----- DATASET RECORDS -----

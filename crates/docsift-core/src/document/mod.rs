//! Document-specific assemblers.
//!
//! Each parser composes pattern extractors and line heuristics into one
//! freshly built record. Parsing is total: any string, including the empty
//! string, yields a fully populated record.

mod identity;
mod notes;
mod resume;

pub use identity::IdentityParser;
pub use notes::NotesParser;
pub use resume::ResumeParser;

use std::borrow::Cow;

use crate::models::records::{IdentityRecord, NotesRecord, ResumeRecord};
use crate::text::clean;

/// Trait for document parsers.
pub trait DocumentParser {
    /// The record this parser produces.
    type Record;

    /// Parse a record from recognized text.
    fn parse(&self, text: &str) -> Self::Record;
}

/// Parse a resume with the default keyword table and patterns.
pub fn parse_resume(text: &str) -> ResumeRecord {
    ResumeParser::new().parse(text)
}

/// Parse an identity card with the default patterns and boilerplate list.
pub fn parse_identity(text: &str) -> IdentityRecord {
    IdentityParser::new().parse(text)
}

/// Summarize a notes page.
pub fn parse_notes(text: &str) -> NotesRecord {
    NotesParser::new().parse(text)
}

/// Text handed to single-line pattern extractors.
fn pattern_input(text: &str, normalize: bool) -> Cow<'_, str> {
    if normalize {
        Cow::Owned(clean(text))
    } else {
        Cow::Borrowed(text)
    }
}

-----

EXERCISE DIRECTIONS:
Could you say how many lines of the entries contain the string "IdentityParser"? Only the number should be given.

RESULT OF THIS TASK:
2